I think it is that time of the year again when the security experts see the future and predict the present. I guess I should join the bandwagon, so can I have your attention please?

#1 Organisations will continue to be breached

It’s days away from 2020, and the rate of breaches are not likely to go down, organisations will still be breached, as much as I would love to believe that organisations are doing well protecting themselves, you will be surprised with how many organisations that cant even meet the minimum requirements that are set to comply with NCSC top 10 steps to cybersecurity (https://www.ncsc.gov.uk/collection/10-steps-to-cyber-security), simple questions is your patch management program integrated with your vulnerability management process that cover that unpatched windows 2003 server? sorry I meant windows 2008?

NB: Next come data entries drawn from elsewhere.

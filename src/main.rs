use clap::Parser;
use stock_analyzer::cli::{run, Cli};
use tracing_subscriber::{fmt, prelude::*, EnvFilter};

fn main() -> std::process::ExitCode {
    let filter = EnvFilter::try_from_default_env()
        .unwrap_or_else(|_| EnvFilter::new("stock_analyzer=info,reqwest=warn"));

    tracing_subscriber::registry()
        .with(fmt::layer().with_writer(std::io::stderr).with_target(false))
        .with(filter)
        .init();

    run(Cli::parse())
}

#2 Increase spending in cyber security budget otherwise you will be breached

Increase budget in cybersecurity program is a good thing, but spending the money only in buying security appliances without first establishing ‘what assets’ need protecting is not a good move. Organisation should ensure that the security objectives are aligned with the business objectives, and establishing this is should be systematically done through documenting a business security architecture. So security execs (CISO/CSOs) should be able to trace back when they are asked why do we need to invest in ‘dark web monitoring service’ or ‘shiny security appliance’?

#3 Your applications are still vulnerable to OWASP Top 10 (of 2013)

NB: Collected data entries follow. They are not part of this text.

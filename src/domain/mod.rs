//! Core domain types and logic.

pub mod analyzer;
pub mod calendar;
pub mod error;
pub mod ordering;
pub mod quote;
pub mod returns;
pub mod trade;
//! Stable orderings used by the listing operations.
//!
//! `slice::sort_by` is stable, so rows with equal keys keep their input order.

use crate::domain::quote::{PriceField, PriceQuote};
use crate::domain::returns::AnnualizedReturn;

/// Ascending by the chosen price field.
pub fn sort_by_price(quotes: &mut [PriceQuote], field: PriceField) {
    quotes.sort_by(|a, b| field.value(a).total_cmp(&field.value(b)));
}

/// Descending by annualized return.
pub fn sort_by_annualized_return(returns: &mut [AnnualizedReturn]) {
    returns.sort_by(|a, b| b.annualized_return.total_cmp(&a.annualized_return));
}

#[cfg(test)]
mod tests {
    use super::*;
    use chrono::NaiveDate;

    fn quote(symbol: &str, open: f64, close: f64) -> PriceQuote {
        PriceQuote {
            symbol: symbol.into(),
            date: NaiveDate::from_ymd_opt(2021, 3, 10).unwrap(),
            open,
            high: open.max(close),
            low: open.min(close),
            close,
        }
    }

    fn ret(symbol: &str, annualized: f64) -> AnnualizedReturn {
        AnnualizedReturn {
            symbol: symbol.into(),
            simple_return: annualized,
            annualized_return: annualized,
        }
    }

    fn symbols_of(quotes: &[PriceQuote]) -> Vec<&str> {
        quotes.iter().map(|q| q.symbol.as_str()).collect()
    }

    #[test]
    fn ascending_by_close() {
        let mut quotes = vec![
            quote("A", 1.0, 30.0),
            quote("B", 2.0, 10.0),
            quote("C", 3.0, 20.0),
        ];
        sort_by_price(&mut quotes, PriceField::Close);
        assert_eq!(symbols_of(&quotes), vec!["B", "C", "A"]);
    }

    #[test]
    fn ascending_by_open() {
        let mut quotes = vec![
            quote("A", 3.0, 10.0),
            quote("B", 1.0, 30.0),
            quote("C", 2.0, 20.0),
        ];
        sort_by_price(&mut quotes, PriceField::Open);
        assert_eq!(symbols_of(&quotes), vec!["B", "C", "A"]);
    }

    #[test]
    fn equal_prices_keep_input_order() {
        let mut forward = vec![quote("X", 1.0, 50.0), quote("Y", 1.0, 50.0)];
        sort_by_price(&mut forward, PriceField::Close);
        assert_eq!(symbols_of(&forward), vec!["X", "Y"]);

        let mut reversed = vec![quote("Y", 1.0, 50.0), quote("X", 1.0, 50.0)];
        sort_by_price(&mut reversed, PriceField::Close);
        assert_eq!(symbols_of(&reversed), vec!["Y", "X"]);
    }

    #[test]
    fn returns_descending() {
        let mut returns = vec![ret("A", 0.05), ret("B", 0.20), ret("C", -0.10)];
        sort_by_annualized_return(&mut returns);
        let order: Vec<_> = returns.iter().map(|r| r.symbol.as_str()).collect();
        assert_eq!(order, vec!["B", "A", "C"]);
    }

    #[test]
    fn equal_returns_keep_input_order() {
        let mut returns = vec![ret("A", 0.1), ret("B", 0.3), ret("C", 0.1)];
        sort_by_annualized_return(&mut returns);
        let order: Vec<_> = returns.iter().map(|r| r.symbol.as_str()).collect();
        assert_eq!(order, vec!["B", "A", "C"]);
    }
}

A number of web apps are still vulnerable to the 2013 version of OWASP Top 10, and if you see any of the below during your testing, I guess you need to have a word with your dev team, should we say DevOps or DevSecOps? whatever the name, this means there is something wrong with the development practise and whole lifecycle.

  • A1 Injection
  • A2 Broken Authentication and Session Management
  • A3 Cross-Site Scripting (XSS)
  • A4 Insecure Direct Object References
  • A5 Security Misconfiguration
  • A6 Sensitive Data Exposure
  • A7 Missing Function Level Access Control
  • A8 Cross-Site Request Forgery (CSRF)
  • A9 Using Components with Known Vulnerabilities
  • A10 Unvalidated Redirects and Forwards

#4 Your Incident Response Plan have been table-top tested for the past 3 years, the real storm comes this January.

I have seen organisations end up doing only table top exercises in order to tick compliance tickboxes, while one may argue that invoking the full IRP may be costly, but it may cost you more, if the only test for the past 3 years you have done are just table top exercises.

Real-life test maybe needed to mimic if the actual disaster happen or data breach happen? Maybe a question to ask yourself, how is that public relation department prepared? do you have one? do you have a forensic expert internally or do you need to have external experts comes in? do you have a retainer arrangement in place? they may be busy!

#5 My people are security trained at least once a year

Most organisations now have information security trainings, that happens at least once in a year. As you know, this involve sitting down in front of the computer go through slide decks, or CBT , with an exam to complete at the end or maybe a coupe of policies to read. Whilst these are good practises, organisations should aim to conduct social engineering tests on frequent basis to test how well their human security defense is effective.